Dollfus' stargazer (Uranoscopus dollfusi) is a fish of the family Uranoscopidae, widespread in the Western Indian Ocean: Gulf of Suez, Gulf of Oman, and Persian Gulf. It is a marine demersal fish, and occurs at depths down to about 46 m. It was named in honour of Dr R. P. Dollfus who led an expedition to Egypt in 1928–1929 and who brought back some specimens of this fish which he mistakenly identified as Uranoscopus affinis. These were new to science and became the type specimens of the new species U. dollfusi, with the Gulf of Suez being the type locality.

==Description==
Dollfus' stargazer grows to a maximum length of about 23.7 cm. The body is somewhat elongate and tapers towards the tail. The head is bony and somewhat flattened, with and eyes set near the top and an upturned mouth, fringed with papillae. A ribbon-like tentacle projects from inside the lower jaw. There is a large, upward-pointing venomous humeral spine, further spines above the wide gill openings and three downward-pointing blunt spines in front of the eye. The dorsal fin is divided into two parts and has four spines and twelve to fourteen soft rays. The anal fin has thirteen to fourteen soft rays and the caudal fin is slightly rounded. The lateral line is high on the body and there are no scales on the head, nape or abdomen apart from a few embedded ones above the front of the lateral line. The colour of this fish is greyish-brown with paler underparts.

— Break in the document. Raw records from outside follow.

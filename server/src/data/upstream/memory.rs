//! In-memory trace source backed by a JSON fixture
//!
//! Lets the CLI and the query API run offline over a span dump. The trace index
//! is derived from the spans the same way the producer derives it.

use std::path::Path;

use async_trait::async_trait;
use serde::Deserialize;

use super::error::UpstreamError;
use super::source::TraceSource;
use crate::data::types::{SessionSummary, Span, TraceSummary};
use crate::domain::summary::summarize_traces;

/// Accepted fixture layouts: a bare span array, or spans plus session labels
#[derive(Deserialize)]
#[serde(untagged)]
enum FixtureFile {
    Spans(Vec<Span>),
    Bundle {
        spans: Vec<Span>,
        #[serde(default)]
        sessions: Vec<SessionSummary>,
    },
}

#[derive(Debug, Clone, Default)]
pub struct MemoryTraceSource {
    spans: Vec<Span>,
    traces: Vec<TraceSummary>,
    sessions: Vec<SessionSummary>,
}

impl MemoryTraceSource {
    pub fn new(spans: Vec<Span>, sessions: Vec<SessionSummary>) -> Self {
        let traces = summarize_traces(&spans);
        Self {
            spans,
            traces,
            sessions,
        }
    }

    pub async fn load(path: &Path) -> Result<Self, UpstreamError> {
        let raw = tokio::fs::read_to_string(path).await?;
        let fixture: FixtureFile = serde_json::from_str(&raw)
            .map_err(|e| UpstreamError::Fixture(format!("{}: {}", path.display(), e)))?;
        let (spans, sessions) = match fixture {
            FixtureFile::Spans(spans) => (spans, Vec::new()),
            FixtureFile::Bundle { spans, sessions } => (spans, sessions),
        };
        tracing::debug!(
            path = %path.display(),
            spans = spans.len(),
            sessions = sessions.len(),
            "Loaded span fixture"
        );
        Ok(Self::new(spans, sessions))
    }
}

#[async_trait]
impl TraceSource for MemoryTraceSource {
    async fn list_traces(&self) -> Result<Vec<TraceSummary>, UpstreamError> {
        Ok(self.traces.clone())
    }

    async fn get_trace(&self, trace_id: &str) -> Result<Vec<Span>, UpstreamError> {
        Ok(self
            .spans
            .iter()
            .filter(|s| s.trace_id == trace_id)
            .cloned()
            .collect())
    }

    async fn list_sessions(&self) -> Result<Vec<SessionSummary>, UpstreamError> {
        Ok(self.sessions.clone())
    }

    fn name(&self) -> &'static str {
        "memory"
    }
}

#[cfg(test)]
mod tests {
    use super::*;
    use std::io::Write;

    #[tokio::test]
    async fn test_load_bare_span_array() {
        let mut file = tempfile::NamedTempFile::new().unwrap();
        write!(
            file,
            r#"[
                {{"span_id": "a", "trace_id": "t1", "name": "root",
                  "start_time": "2024-01-15T10:30:00", "end_time": "2024-01-15T10:30:01"}},
                {{"span_id": "b", "trace_id": "t2", "name": "other",
                  "start_time": "2024-01-15T11:30:00", "end_time": "2024-01-15T11:30:01"}}
            ]"#
        )
        .unwrap();

        let source = MemoryTraceSource::load(file.path()).await.unwrap();
        let traces = source.list_traces().await.unwrap();
        assert_eq!(traces.len(), 2);
        assert_eq!(traces[0].trace_id, "t2");
        assert_eq!(source.get_trace("t1").await.unwrap().len(), 1);
        assert!(source.get_trace("nope").await.unwrap().is_empty());
    }

    #[tokio::test]
    async fn test_load_bundle_with_sessions() {
        let mut file = tempfile::NamedTempFile::new().unwrap();
        write!(
            file,
            r#"{{"spans": [], "sessions": [{{"session_id": "s1", "title": "Hello"}}]}}"#
        )
        .unwrap();

        let source = MemoryTraceSource::load(file.path()).await.unwrap();
        let sessions = source.session_labels().await;
        assert_eq!(sessions.len(), 1);
        assert_eq!(sessions[0].title.as_deref(), Some("Hello"));
    }

    #[tokio::test]
    async fn test_load_rejects_garbage() {
        let mut file = tempfile::NamedTempFile::new().unwrap();
        write!(file, "not json").unwrap();
        let err = MemoryTraceSource::load(file.path()).await.unwrap_err();
        assert!(matches!(err, UpstreamError::Fixture(_)));
    }
}
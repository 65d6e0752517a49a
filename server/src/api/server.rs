//! API server initialization

use anyhow::{Context, Result};
use axum::Router;
use tokio::net::TcpListener;
use tower_http::compression::CompressionLayer;
use tower_http::trace::TraceLayer;

use super::middleware::{self, AllowedOrigins};
use super::routes::{self, AnalyticsApiState};
use crate::core::CoreApp;
use crate::core::constants::API_PREFIX;

pub struct ApiServer {
    app: CoreApp,
    allowed_origins: AllowedOrigins,
}

impl ApiServer {
    pub fn new(app: CoreApp) -> Self {
        let allowed_origins = AllowedOrigins::new(&app.config.server.host, app.config.server.port);
        Self {
            app,
            allowed_origins,
        }
    }

    /// Serve until shutdown is triggered. The server task is registered with the
    /// shutdown service, so `ShutdownService::shutdown` drains in-flight requests.
    pub async fn start(self) -> Result<CoreApp> {
        let Self {
            app,
            allowed_origins,
        } = self;

        let shutdown = app.shutdown.clone();
        let host = app.config.server.host.clone();
        let port = app.config.server.port;

        let state = AnalyticsApiState {
            source: app.source.clone(),
            thresholds: app.config.filters.thresholds(),
            timeline: app.config.timeline,
            metrics: app.config.metrics.options(),
        };
        let router = build_router(state, &allowed_origins);

        let listener = TcpListener::bind((host.as_str(), port))
            .await
            .with_context(|| format!("Failed to bind {}:{}", host, port))?;
        let addr = listener.local_addr()?;
        tracing::info!(%addr, source = app.source.name(), "API server listening");

        let server_shutdown = shutdown.clone();
        let server = tokio::spawn(async move {
            if let Err(e) = axum::serve(listener, router)
                .with_graceful_shutdown(server_shutdown.wait())
                .await
            {
                tracing::error!(error = %e, "API server stopped unexpectedly");
                server_shutdown.trigger();
            }
        });
        shutdown.register(server).await;

        shutdown.wait().await;
        Ok(app)
    }
}

/// Full router with middleware; used by the server and by router tests
pub fn build_router(state: AnalyticsApiState, allowed_origins: &AllowedOrigins) -> Router {
    Router::new()
        .nest(API_PREFIX, routes::routes(state))
        .fallback(middleware::handle_404)
        .layer(CompressionLayer::new())
        .layer(middleware::cors(allowed_origins))
        .layer(TraceLayer::new_for_http())
}

#[cfg(test)]
#[path = "server_tests.rs"]
mod tests;
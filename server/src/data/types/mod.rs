//! Span, trace and session records exchanged with the span producer

mod attributes;
mod spans;
mod timestamp;
mod traces;

pub use attributes::{Attributes, keys};
pub use spans::{Span, SpanEvent, StatusCode};
pub use timestamp::Timestamp;
pub use traces::{SessionSummary, TraceSummary};
//! Draft editing endpoints
//!
//! The draft lives server-side for the editing session; the form UI
//! patches individual fields as the user edits.

use axum::{extract::State, Json};
use tracing::debug;

use xpns_common::{DraftPatch, ExpenseDraft};

use crate::AppState;

/// GET /api/draft
pub async fn get_draft(State(state): State<AppState>) -> Json<ExpenseDraft> {
    Json(state.form.read().await.current().clone())
}

/// PATCH /api/draft
///
/// Applies a partial update. Unknown fields and out-of-enumeration
/// categories are rejected by deserialization (422) before they reach
/// the form state.
pub async fn patch_draft(
    State(state): State<AppState>,
    Json(patch): Json<DraftPatch>,
) -> Json<ExpenseDraft> {
    let mut form = state.form.write().await;
    form.apply(patch);
    debug!(
        submittable = form.current().is_submittable(),
        "Draft updated"
    );
    Json(form.current().clone())
}

/// POST /api/draft/reset
pub async fn reset_draft(State(state): State<AppState>) -> Json<ExpenseDraft> {
    let mut form = state.form.write().await;
    form.reset();
    Json(form.current().clone())
}
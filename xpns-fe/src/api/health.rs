//! Health check endpoint

use axum::{extract::State, Json};
use serde::Serialize;

use crate::AppState;

/// Health check response
#[derive(Debug, Serialize)]
pub struct HealthResponse {
    pub status: String,
    pub module: String,
    pub version: String,
    pub uptime_seconds: i64,
}

/// GET /health
///
/// Health check endpoint for monitoring.
pub async fn health_check(State(state): State<AppState>) -> Json<HealthResponse> {
    let uptime = chrono::Utc::now() - state.startup_time;
    Json(HealthResponse {
        status: "ok".to_string(),
        module: "xpns-fe".to_string(),
        version: env!("CARGO_PKG_VERSION").to_string(),
        uptime_seconds: uptime.num_seconds(),
    })
}
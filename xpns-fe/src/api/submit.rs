//! Submission endpoint
//!
//! Snapshots the current draft and runs the pipeline on it. The advisory
//! in-flight guard lives here, on the caller side; the pipeline itself
//! imposes no mutual exclusion.

use std::sync::atomic::Ordering;

use axum::{extract::State, http::StatusCode, Json};
use tracing::warn;

use xpns_common::SubmissionResult;

use crate::AppState;

/// POST /api/submit
///
/// Always answers with a `SubmissionResult` body; pipeline failures are
/// result values (HTTP 200), not HTTP faults. A submission racing an
/// in-flight one is refused with 409 before the pipeline is invoked.
pub async fn submit_expense(State(state): State<AppState>) -> (StatusCode, Json<SubmissionResult>) {
    if state
        .submitting
        .compare_exchange(false, true, Ordering::SeqCst, Ordering::SeqCst)
        .is_err()
    {
        warn!("Refusing concurrent submission");
        return (
            StatusCode::CONFLICT,
            Json(SubmissionResult::failure(
                "A submission is already in progress",
            )),
        );
    }

    // Snapshot under the read lock so a concurrent PATCH cannot tear the
    // payload mid-submission.
    let draft = state.form.read().await.current().clone();
    let result = state.client.submit(&draft).await;

    // Only success clears the form; a failed draft stays editable.
    if result.success {
        state.form.write().await.reset();
    }

    state.submitting.store(false, Ordering::SeqCst);
    (StatusCode::OK, Json(result))
}
//! Outbound service clients for xpns-fe

pub mod sheets_client;

pub use sheets_client::SheetsClient;
//! Expense domain types
//!
//! The draft is the single in-progress, unsaved expense record being
//! edited. It lives in memory only; losing the process loses the draft.

use serde::{Deserialize, Serialize};
use std::fmt;

use crate::error::SubmitError;

/// Expense category, serialized lowercase on the wire.
///
/// The webhook keys row handling on the category name, so the set is
/// closed: deserializing any other string fails, which keeps a draft's
/// category structurally valid at all times.
#[derive(Debug, Clone, Copy, PartialEq, Eq, Serialize, Deserialize)]
#[serde(rename_all = "lowercase")]
pub enum Category {
    Business,
    Food,
    Base,
}

impl Category {
    /// All categories, in the order the entry form offers them
    pub const ALL: [Category; 3] = [Category::Business, Category::Food, Category::Base];

    pub fn as_str(&self) -> &'static str {
        match self {
            Category::Business => "business",
            Category::Food => "food",
            Category::Base => "base",
        }
    }
}

impl Default for Category {
    fn default() -> Self {
        Category::Business
    }
}

impl fmt::Display for Category {
    fn fmt(&self, f: &mut fmt::Formatter<'_>) -> fmt::Result {
        f.write_str(self.as_str())
    }
}

/// The mutable expense record being composed.
///
/// A fresh draft starts at cost 0 with the first category and empty text
/// fields, and is replaced by a fresh default after a successful
/// submission.
#[derive(Debug, Clone, Default, PartialEq, Serialize, Deserialize)]
pub struct ExpenseDraft {
    /// Expense amount; must be a positive finite number to submit
    pub cost: f64,
    pub category: Category,
    /// What was purchased
    pub what: String,
    /// Where it was purchased
    pub r#where: String,
    /// Why it was purchased
    pub why: String,
    /// Optional receipt note or URL; empty means absent
    #[serde(default)]
    pub receipt: String,
}

impl ExpenseDraft {
    /// Check the draft against the submission rules, first failure wins.
    ///
    /// Order: cost, then what, then where, then why. `category` always
    /// holds a valid value and `receipt` is unconstrained, so neither is
    /// checked. A failure here means no network call is attempted.
    pub fn validate(&self) -> Result<(), SubmitError> {
        if !self.cost.is_finite() || self.cost <= 0.0 {
            return Err(SubmitError::InvalidCost);
        }
        if self.what.trim().is_empty() {
            return Err(SubmitError::MissingField("what"));
        }
        if self.r#where.trim().is_empty() {
            return Err(SubmitError::MissingField("where"));
        }
        if self.why.trim().is_empty() {
            return Err(SubmitError::MissingField("why"));
        }
        Ok(())
    }

    /// True iff `validate` would pass
    pub fn is_submittable(&self) -> bool {
        self.validate().is_ok()
    }
}

/// Partial draft update: applying a patch replaces exactly the fields
/// that are present and leaves the rest untouched.
///
/// Unknown fields are rejected at deserialization, so a misspelled field
/// name cannot silently drop an edit.
#[derive(Debug, Clone, Default, Deserialize)]
#[serde(deny_unknown_fields)]
pub struct DraftPatch {
    pub cost: Option<f64>,
    pub category: Option<Category>,
    pub what: Option<String>,
    pub r#where: Option<String>,
    pub why: Option<String>,
    pub receipt: Option<String>,
}

/// Outcome of one submission pipeline invocation.
///
/// No state is retained across invocations; the message is shown to the
/// user verbatim.
#[derive(Debug, Clone, PartialEq, Serialize, Deserialize)]
pub struct SubmissionResult {
    pub success: bool,
    pub message: String,
}

impl SubmissionResult {
    pub fn success(message: impl Into<String>) -> Self {
        Self {
            success: true,
            message: message.into(),
        }
    }

    pub fn failure(message: impl Into<String>) -> Self {
        Self {
            success: false,
            message: message.into(),
        }
    }
}

impl From<SubmitError> for SubmissionResult {
    fn from(err: SubmitError) -> Self {
        Self::failure(err.to_string())
    }
}
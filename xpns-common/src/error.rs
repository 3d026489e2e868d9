//! Common error types for XPNS

use thiserror::Error;

/// Common result type for XPNS operations
pub type Result<T> = std::result::Result<T, Error>;

/// Infrastructure errors shared across XPNS crates
#[derive(Error, Debug)]
pub enum Error {
    /// Configuration loading or validation error
    #[error("Configuration error: {0}")]
    Config(String),

    /// I/O operation error (wraps std::io::Error)
    #[error("IO error: {0}")]
    Io(#[from] std::io::Error),
}

/// Failure taxonomy of the expense submission pipeline.
///
/// Every variant is recoverable by the user; none of them is allowed to
/// escape the pipeline as a panic or an unhandled error. The `Display`
/// text of a variant is what the entry form shows verbatim.
#[derive(Error, Debug, Clone, PartialEq)]
pub enum SubmitError {
    /// Cost is missing, non-positive, or not a finite number
    #[error("Please enter a valid cost amount")]
    InvalidCost,

    /// A required free-text field is empty after trimming
    #[error("Required field '{0}' must not be empty")]
    MissingField(&'static str),

    /// The webhook URL still equals the unconfigured placeholder
    #[error("Web app URL is not configured. Set XPNS_WEB_APP_URL or web_app_url in ~/.config/xpns/xpns-fe.toml")]
    NotConfigured,

    /// The webhook answered with a non-2xx status
    #[error("Webhook returned HTTP {0}")]
    Transport(u16),

    /// Network failure, malformed response body, or any other fault
    /// caught at the pipeline boundary
    #[error("{0}")]
    Unexpected(String),
}
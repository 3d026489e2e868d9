//! Form State Holder
//!
//! Owns the single in-progress expense draft for the form's editing
//! session. Pure in-memory mutation: no I/O, no side effects. The
//! submission pipeline receives the draft as an explicit argument and
//! never reaches into this state itself.

use xpns_common::{DraftPatch, ExpenseDraft};

/// Holds the current draft between edits.
///
/// Lifecycle: created with the default draft when the service starts,
/// mutated field-wise as the user edits, and reset to the default draft
/// after a successful submission. Failed submissions leave the draft
/// untouched so the user can correct and resubmit.
#[derive(Debug, Default)]
pub struct FormState {
    draft: ExpenseDraft,
}

impl FormState {
    pub fn new() -> Self {
        Self::default()
    }

    /// Read-only view of the current draft
    pub fn current(&self) -> &ExpenseDraft {
        &self.draft
    }

    /// Replace exactly the fields present in the patch, leaving the rest
    /// untouched. Field types make structural corruption impossible: a
    /// patch cannot carry an out-of-enumeration category.
    pub fn apply(&mut self, patch: DraftPatch) {
        if let Some(cost) = patch.cost {
            self.draft.cost = cost;
        }
        if let Some(category) = patch.category {
            self.draft.category = category;
        }
        if let Some(what) = patch.what {
            self.draft.what = what;
        }
        if let Some(location) = patch.r#where {
            self.draft.r#where = location;
        }
        if let Some(why) = patch.why {
            self.draft.why = why;
        }
        if let Some(receipt) = patch.receipt {
            self.draft.receipt = receipt;
        }
    }

    /// Replace the draft with the default instance
    pub fn reset(&mut self) {
        self.draft = ExpenseDraft::default();
    }
}

#[cfg(test)]
mod tests {
    use super::*;
    use xpns_common::Category;

    #[test]
    fn starts_with_default_draft() {
        let form = FormState::new();
        assert_eq!(form.current(), &ExpenseDraft::default());
    }

    #[test]
    fn apply_replaces_only_present_fields() {
        let mut form = FormState::new();

        form.apply(DraftPatch {
            cost: Some(12.5),
            ..DraftPatch::default()
        });

        assert_eq!(form.current().cost, 12.5);
        assert_eq!(form.current().category, Category::Business);
        assert!(form.current().what.is_empty());

        form.apply(DraftPatch {
            category: Some(Category::Food),
            what: Some("lunch".to_string()),
            ..DraftPatch::default()
        });

        // Earlier edit survives later patches that do not mention it
        assert_eq!(form.current().cost, 12.5);
        assert_eq!(form.current().category, Category::Food);
        assert_eq!(form.current().what, "lunch");
    }

    #[test]
    fn apply_can_clear_a_field() {
        let mut form = FormState::new();
        form.apply(DraftPatch {
            what: Some("lunch".to_string()),
            ..DraftPatch::default()
        });
        form.apply(DraftPatch {
            what: Some(String::new()),
            ..DraftPatch::default()
        });

        assert!(form.current().what.is_empty());
    }

    #[test]
    fn reset_restores_default_draft() {
        let mut form = FormState::new();
        form.apply(DraftPatch {
            cost: Some(42.0),
            category: Some(Category::Base),
            what: Some("tools".to_string()),
            r#where: Some("hardware store".to_string()),
            why: Some("repairs".to_string()),
            receipt: Some("IMG_2041.jpg".to_string()),
        });

        form.reset();

        assert_eq!(form.current(), &ExpenseDraft::default());
    }
}
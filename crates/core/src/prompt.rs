//! Prompt template for the shot-breakdown request.

/// Build the cinematographer prompt for a scene description.
///
/// The scene text is embedded verbatim. The prompt spells out the exact
/// JSON shape expected back and asks for JSON only -- no markdown, no
/// surrounding prose. That instruction is advisory: models still wrap
/// output in code fences often enough that [`crate::extract`] strips
/// them before parsing.
pub fn shot_breakdown_prompt(scene: &str) -> String {
    format!(
        r#"You are a professional cinematographer. Analyze this movie scene and provide a detailed shot breakdown.

Scene: {scene}

Respond with ONLY valid JSON in this exact format (no markdown, no extra text):
{{
  "sceneType": "dialogue/action/establishing",
  "mood": "describe the mood",
  "shots": [
    {{
      "shotType": "Wide Shot/Medium Shot/Close-up",
      "description": "detailed description of what to capture",
      "cameraMovement": "static/pan/dolly/tracking",
      "lighting": "natural/low-key/high-key",
      "duration": "X-Y seconds"
    }}
  ],
  "equipment": ["list", "of", "equipment"],
  "tips": ["practical", "shooting", "advice"]
}}"#
    )
}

There are reddish bony ridges on the head and the spinous dorsal fin is black with a white base. The caudal fin has a white margin.

==Biology==
Dollfus' stargazer is an ambush predator. It lies on the seabed submerged in the sediment with just its eyes and fringed mouth projecting. The tentacle on its lower jaw can be waved around to act as a lure, and it then snaps at any small fish that come close enough.